:: Your task ::
Lines from the beginning of the data below through the one containing "pub fn deserialize<'de, D: Deserializer<'de>>(deserializer: D)" are to be printed exactly as they appear.

*** Provided material

//! Hash commitments to curve points.
//!
//! The commitment is broadcast first; the decommitment (point and blinding
//! factor) is revealed in a later round and checked against it.

use k256::ProjectivePoint;
use rand::{rngs::OsRng, RngCore};
use serde::{Deserialize, Serialize};
use sha2::{Digest, Sha256};

use super::curve;

/// `SHA-256(tag || point || blind_factor)`
#[derive(Debug, Clone, Copy, PartialEq, Eq, Serialize, Deserialize)]
pub struct Commitment {
    #[serde(with = "hex_bytes")]
    pub value: [u8; 32],
}

/// Opening of a [`Commitment`]
#[derive(Debug, Clone, PartialEq, Eq, Serialize, Deserialize)]
pub struct Decommitment {
    #[serde(with = "hex_bytes")]
    pub blind_factor: [u8; 32],
    #[serde(with = "crate::serde_utils::point")]
    pub point: ProjectivePoint,
}

impl Decommitment {
    /// Commit to `point` with a fresh 256-bit blinding factor
    pub fn commit(point: &ProjectivePoint) -> (Commitment, Decommitment) {
        let mut blind_factor = [0u8; 32];
        OsRng.fill_bytes(&mut blind_factor);
        let decommitment = Decommitment {
            blind_factor,
            point: *point,
        };
        (decommitment.commitment(), decommitment)
    }

    /// Recompute the commitment this opening corresponds to
    pub fn commitment(&self) -> Commitment {
        let digest = Sha256::new()
            .chain_update(b"gg20-core/commitment")
            .chain_update(curve::point_to_bytes(&self.point))
            .chain_update(self.blind_factor)
            .finalize();
        Commitment {
            value: digest.into(),
        }
    }

    /// Whether this opening binds to `commitment`
    pub fn verify(&self, commitment: &Commitment) -> bool {
        &self.commitment() == commitment
    }
}

mod hex_bytes {
    use serde::{Deserialize, Deserializer, Serializer};

    pub fn serialize<S: Serializer>(bytes: &[u8; 32], serializer: S) -> Result<S::Ok, S::Error> {
        serializer.serialize_str(&hex::encode(bytes))
    }

    pub fn deserialize<'de, D: Deserializer<'de>>(deserializer: D) -> Result<[u8; 32], D::Error> {
        let s = String::deserialize(deserializer)?;
        hex::decode(s)
            .map_err(serde::de::Error::custom)?
            .try_into()
            .map_err(|_| serde::de::Error::custom("Invalid length"))
    }
}

#[cfg(test)]
mod tests {
    use super::*;
    use k256::{elliptic_curve::Field, Scalar};

    #[test]
    fn test_commit_and_open() {
        let point = ProjectivePoint::GENERATOR * Scalar::random(&mut OsRng);
        let (com, decom) = Decommitment::commit(&point);
        assert!(decom.verify(&com));
    }

    #[test]
    fn test_tampered_opening_is_rejected() {
        let point = ProjectivePoint::GENERATOR * Scalar::random(&mut OsRng);
        let (com, decom) = Decommitment::commit(&point);

        let mut other_point = decom.clone();
        other_point.point += ProjectivePoint::GENERATOR;
        assert!(!other_point.verify(&com));

        let mut other_blind = decom.clone();
        other_blind.blind_factor[0] ^= 1;
        assert!(!other_blind.verify(&com));

        let mut flipped = com;
        flipped.value[31] ^= 0x80;
        assert!(!decom.verify(&flipped));
    }
}
//! GG20 signing stages 1-9 as pure functions.
//!
//! Stages 1-7 run before the message is known and end in a
//! [`CompletedOfflineStage`]; stages 8 and 9 produce and combine the partial
//! signatures. Broadcast inputs are maps over every signer (this party's own
//! message included); point-to-point inputs are maps over the peers.

use super::messages::*;
use crate::error::{Error, Result, Stage};
use crate::keygen::LocalKey;
use crate::mta::{MessageA, MessageB};
use crate::primitives::{
    curve, lagrange_coefficient, Decommitment, EncryptionKey, RingPedersenParams,
};
use crate::proofs::{
    HomoElGamalProof, HomoElGamalStatement, PdlWithSlackProof, PdlWithSlackStatement,
    PedersenProof, ProofError, ProofKind, ZkProof,
};
use crate::types::{PartyIndex, Signature};
use k256::{
    elliptic_curve::{scalar::IsHigh, Field},
    ProjectivePoint, Scalar,
};
use libpaillier::unknown_order::BigNumber;
use rand::rngs::OsRng;
use serde::{Deserialize, Serialize};
use std::collections::BTreeMap;
use tracing::{debug, instrument, warn};
use zeroize::{Zeroize, ZeroizeOnDrop};

/// Per-session secrets of one signer.
///
/// Not `Clone`: [`stage7`] moves it into the [`CompletedOfflineStage`] and
/// [`stage8`] spends it, so a nonce `k_i` signs at most one message.
#[derive(Serialize, Deserialize, Zeroize, ZeroizeOnDrop)]
pub struct SignKey {
    /// `lambda_i * x_i`
    #[serde(with = "crate::serde_utils::scalar")]
    pub w_i: Scalar,
    #[zeroize(skip)]
    #[serde(with = "crate::serde_utils::point")]
    pub g_w_i: ProjectivePoint,
    #[serde(with = "crate::serde_utils::scalar")]
    pub k_i: Scalar,
    #[serde(with = "crate::serde_utils::scalar")]
    pub gamma_i: Scalar,
    #[zeroize(skip)]
    #[serde(with = "crate::serde_utils::point")]
    pub g_gamma_i: ProjectivePoint,
}

impl std::fmt::Debug for SignKey {
    fn fmt(&self, f: &mut std::fmt::Formatter<'_>) -> std::fmt::Result {
        f.write_str("SignKey([REDACTED])")
    }
}

impl SignKey {
    /// Additive share `w_i` for this signing set and fresh `k_i`, `gamma_i`
    pub fn create(local_key: &LocalKey, signers: &[PartyIndex]) -> Result<Self> {
        let lambda_i = lagrange_coefficient(local_key.i, signers)?;
        let w_i = lambda_i * local_key.keys_linear.x_i;
        let gamma_i = Scalar::random(&mut OsRng);
        Ok(Self {
            w_i,
            g_w_i: ProjectivePoint::GENERATOR * w_i,
            k_i: Scalar::random(&mut OsRng),
            gamma_i,
            g_gamma_i: ProjectivePoint::GENERATOR * gamma_i,
        })
    }
}

/// Everything the online stages need. Secret: holds `k_i` and `sigma_i`.
///
/// Consumed by [`stage8`]. Signing two messages with one offline stage
/// reveals the private key, so a persisted copy must be deleted once it has
/// been loaded.
#[derive(Serialize, Deserialize)]
pub struct CompletedOfflineStage {
    pub index: PartyIndex,
    pub signers: Vec<PartyIndex>,
    pub local_key: LocalKey,
    pub sign_key: SignKey,
    /// Pedersen commitments `T_j` of every signer
    #[serde(with = "crate::serde_utils::point_map")]
    pub ts: BTreeMap<PartyIndex, ProjectivePoint>,
    #[serde(with = "crate::serde_utils::point")]
    pub r_point: ProjectivePoint,
    #[serde(with = "crate::serde_utils::scalar")]
    pub sigma_i: Scalar,
}

impl Drop for CompletedOfflineStage {
    fn drop(&mut self) {
        self.sigma_i.zeroize();
    }
}

impl std::fmt::Debug for CompletedOfflineStage {
    fn fmt(&self, f: &mut std::fmt::Formatter<'_>) -> std::fmt::Result {
        f.debug_struct("CompletedOfflineStage")
            .field("index", &self.index)
            .field("signers", &self.signers)
            .field("r_point", &self.r_point.to_affine())
            .finish_non_exhaustive()
    }
}

impl CompletedOfflineStage {
    pub fn public_key(&self) -> ProjectivePoint {
        self.local_key.public_key()
    }
}

fn peers_of(signers: &[PartyIndex], me: PartyIndex) -> Vec<PartyIndex> {
    signers.iter().copied().filter(|&j| j != me).collect()
}

/// Validate the signing set against the key; returns it sorted
pub fn check_signing_set(local_key: &LocalKey, signers: &[PartyIndex]) -> Result<Vec<PartyIndex>> {
    let signers = local_key.params().check_signers(signers)?;
    if !signers.contains(&local_key.i) {
        return Err(Error::InvalidConfig(format!(
            "Party {} is not in the signing set {:?}",
            local_key.i, signers
        )));
    }
    Ok(signers)
}

fn require_from<T>(
    map: &BTreeMap<PartyIndex, T>,
    expected: &[PartyIndex],
    stage: Stage,
) -> Result<()> {
    let missing: Vec<PartyIndex> = expected
        .iter()
        .filter(|j| !map.contains_key(j))
        .copied()
        .collect();
    if missing.is_empty() {
        Ok(())
    } else {
        Err(Error::MissingMessage {
            stage,
            from: missing,
        })
    }
}

fn check_sender(claimed: PartyIndex, actual: PartyIndex) -> Result<()> {
    if claimed != actual {
        return Err(Error::Arithmetic(format!(
            "Message claims sender {} but came from {}",
            claimed, actual
        )));
    }
    Ok(())
}

fn paillier_key_of(local_key: &LocalKey, j: PartyIndex) -> Result<&EncryptionKey> {
    local_key
        .paillier_key_vec
        .get(&j)
        .ok_or_else(|| Error::InvalidConfig(format!("No Paillier key for party {}", j)))
}

fn ring_of(local_key: &LocalKey, j: PartyIndex) -> Result<&RingPedersenParams> {
    local_key
        .h1_h2_n_tilde_vec
        .get(&j)
        .ok_or_else(|| Error::InvalidConfig(format!("No ring-Pedersen parameters for party {}", j)))
}
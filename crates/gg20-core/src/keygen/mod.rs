//! Distributed Key Generation (DKG) module
//!
//! GG20 key generation: every party deals a Feldman sharing of a random
//! `u_i`, the joint key is `Y = sum u_i * G`, and each party ends up with a
//! [`LocalKey`] holding its share `x_i` and the public data signing needs.

mod dkg;
pub mod local_key;
mod messages;
pub mod stages;

pub use dkg::run_dkg;
pub use local_key::{LocalKey, SharedKeys};
pub use messages::*;
pub use stages::{
    stage1, stage2, stage3, stage4, KeygenConfig, KeygenStage1Input, KeygenStage1Output,
    KeygenStage2Input, KeygenStage2Output, KeygenStage3Input, KeygenStage3Output,
    KeygenStage4Input, KeygenStage4Output, Keys,
};
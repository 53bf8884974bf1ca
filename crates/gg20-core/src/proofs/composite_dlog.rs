//! Proof of knowledge of `x` with `value = base^x mod N~` for a modulus of
//! unknown order.
//!
//! Binary challenges: each of the `STAT_SECURITY` repetitions is sound with
//! probability 1/2. In DKG it shows that `h1` and `h2` generate the same
//! group (once with base `h1`, once with base `h2`).

use super::{ProofError, ProofKind, ZkProof};
use crate::primitives::{bignum, transcript::TranscriptProtocol};
use libpaillier::unknown_order::BigNumber;
use merlin::Transcript;
use rand::rngs::OsRng;
use serde::{Deserialize, Serialize};

/// Statistical security parameter
const STAT_SECURITY: usize = 80;

#[derive(Debug, Clone)]
pub struct CompositeDLogStatement {
    pub modulus: BigNumber,
    pub base: BigNumber,
    pub value: BigNumber,
}

#[derive(Debug, Clone, PartialEq, Eq, Serialize, Deserialize)]
pub struct CompositeDLogProof {
    #[serde(with = "crate::serde_utils::bignums")]
    pub commitments: Vec<BigNumber>,
    #[serde(with = "crate::serde_utils::bignums")]
    pub responses: Vec<BigNumber>,
}

fn compute_challenges(statement: &CompositeDLogStatement, commitments: &[BigNumber]) -> Vec<bool> {
    let mut transcript = Transcript::new(b"gg20/composite-dlog");
    transcript.append_bignum(b"modulus", &statement.modulus);
    transcript.append_bignum(b"base", &statement.base);
    transcript.append_bignum(b"value", &statement.value);
    for c in commitments {
        transcript.append_bignum(b"commitment", c);
    }

    // One bit per repetition
    let mut bytes = [0u8; STAT_SECURITY / 8];
    transcript.challenge_bytes(b"challenges", &mut bytes);
    (0..STAT_SECURITY)
        .map(|i| (bytes[i / 8] >> (7 - i % 8)) & 1 == 1)
        .collect()
}

impl CompositeDLogProof {
    /// `exponent` is the discrete log, `totient` is `phi(N~)`
    pub fn prove(
        statement: &CompositeDLogStatement,
        exponent: &BigNumber,
        totient: &BigNumber,
    ) -> Self {
        let mut rng = OsRng;
        let randomness: Vec<BigNumber> = (0..STAT_SECURITY)
            .map(|_| bignum::sample_below(totient, &mut rng))
            .collect();
        let commitments: Vec<BigNumber> = randomness
            .iter()
            .map(|a| statement.base.modpow(a, &statement.modulus))
            .collect();

        let challenges = compute_challenges(statement, &commitments);

        let responses = challenges
            .iter()
            .zip(randomness)
            .map(|(&bit, a)| if bit { a.modadd(exponent, totient) } else { a })
            .collect();

        Self {
            commitments,
            responses,
        }
    }
}

impl ZkProof<CompositeDLogStatement> for CompositeDLogProof {
    const KIND: ProofKind = ProofKind::CompositeDLog;

    fn verify(&self, statement: &CompositeDLogStatement) -> Result<(), ProofError> {
        if self.commitments.len() != STAT_SECURITY || self.responses.len() != STAT_SECURITY {
            return Err(Self::reject("wrong number of repetitions"));
        }
        if !bignum::is_unit(&statement.base, &statement.modulus)
            || !bignum::is_unit(&statement.value, &statement.modulus)
        {
            return Err(Self::reject("statement outside Z*_N~"));
        }

        let challenges = compute_challenges(statement, &self.commitments);
        for ((commitment, bit), response) in self
            .commitments
            .iter()
            .zip(challenges)
            .zip(&self.responses)
        {
            let lhs = statement.base.modpow(response, &statement.modulus);
            let rhs = if bit {
                commitment.modmul(&statement.value, &statement.modulus)
            } else {
                commitment.nmod(&statement.modulus)
            };
            if lhs != rhs {
                return Err(Self::reject("response mismatch"));
            }
        }
        Ok(())
    }
}

#[cfg(test)]
mod tests {
    use super::*;
    use crate::primitives::ring_pedersen::RingPedersenParams;

    #[test]
    fn test_both_directions() {
        let (params, witness) = RingPedersenParams::generate(1024, false, &mut OsRng).unwrap();

        let forward = CompositeDLogStatement {
            modulus: params.n_tilde.clone(),
            base: params.h1.clone(),
            value: params.h2.clone(),
        };
        CompositeDLogProof::prove(&forward, &witness.xhi, &witness.phi)
            .verify(&forward)
            .unwrap();

        let backward = CompositeDLogStatement {
            modulus: params.n_tilde.clone(),
            base: params.h2.clone(),
            value: params.h1.clone(),
        };
        let proof = CompositeDLogProof::prove(&backward, &witness.xhi_inv, &witness.phi);
        proof.verify(&backward).unwrap();

        // a proof for one direction does not verify the other
        assert!(proof.verify(&forward).is_err());
    }
}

******

:: Written answer ::
//! Hash commitments to curve points.
//!
//! The commitment is broadcast first; the decommitment (point and blinding
//! factor) is revealed in a later round and checked against it.

use k256::ProjectivePoint;
use rand::{rngs::OsRng, RngCore};
use serde::{Deserialize, Serialize};
use sha2::{Digest, Sha256};

use super::curve;

/// `SHA-256(tag || point || blind_factor)`
#[derive(Debug, Clone, Copy, PartialEq, Eq, Serialize, Deserialize)]
pub struct Commitment {
    #[serde(with = "hex_bytes")]
    pub value: [u8; 32],
}

/// Opening of a [`Commitment`]
#[derive(Debug, Clone, PartialEq, Eq, Serialize, Deserialize)]
pub struct Decommitment {
    #[serde(with = "hex_bytes")]
    pub blind_factor: [u8; 32],
    #[serde(with = "crate::serde_utils::point")]
    pub point: ProjectivePoint,
}

impl Decommitment {
    /// Commit to `point` with a fresh 256-bit blinding factor
    pub fn commit(point: &ProjectivePoint) -> (Commitment, Decommitment) {
        let mut blind_factor = [0u8; 32];
        OsRng.fill_bytes(&mut blind_factor);
        let decommitment = Decommitment {
            blind_factor,
            point: *point,
        };
        (decommitment.commitment(), decommitment)
    }

    /// Recompute the commitment this opening corresponds to
    pub fn commitment(&self) -> Commitment {
        let digest = Sha256::new()
            .chain_update(b"gg20-core/commitment")
            .chain_update(curve::point_to_bytes(&self.point))
            .chain_update(self.blind_factor)
            .finalize();
        Commitment {
            value: digest.into(),
        }
    }

    /// Whether this opening binds to `commitment`
    pub fn verify(&self, commitment: &Commitment) -> bool {
        &self.commitment() == commitment
    }
}

mod hex_bytes {
    use serde::{Deserialize, Deserializer, Serializer};

    pub fn serialize<S: Serializer>(bytes: &[u8; 32], serializer: S) -> Result<S::Ok, S::Error> {
        serializer.serialize_str(&hex::encode(bytes))
    }

    pub fn deserialize<'de, D: Deserializer<'de>>(deserializer: D) -> Result<[u8; 32], D::Error> {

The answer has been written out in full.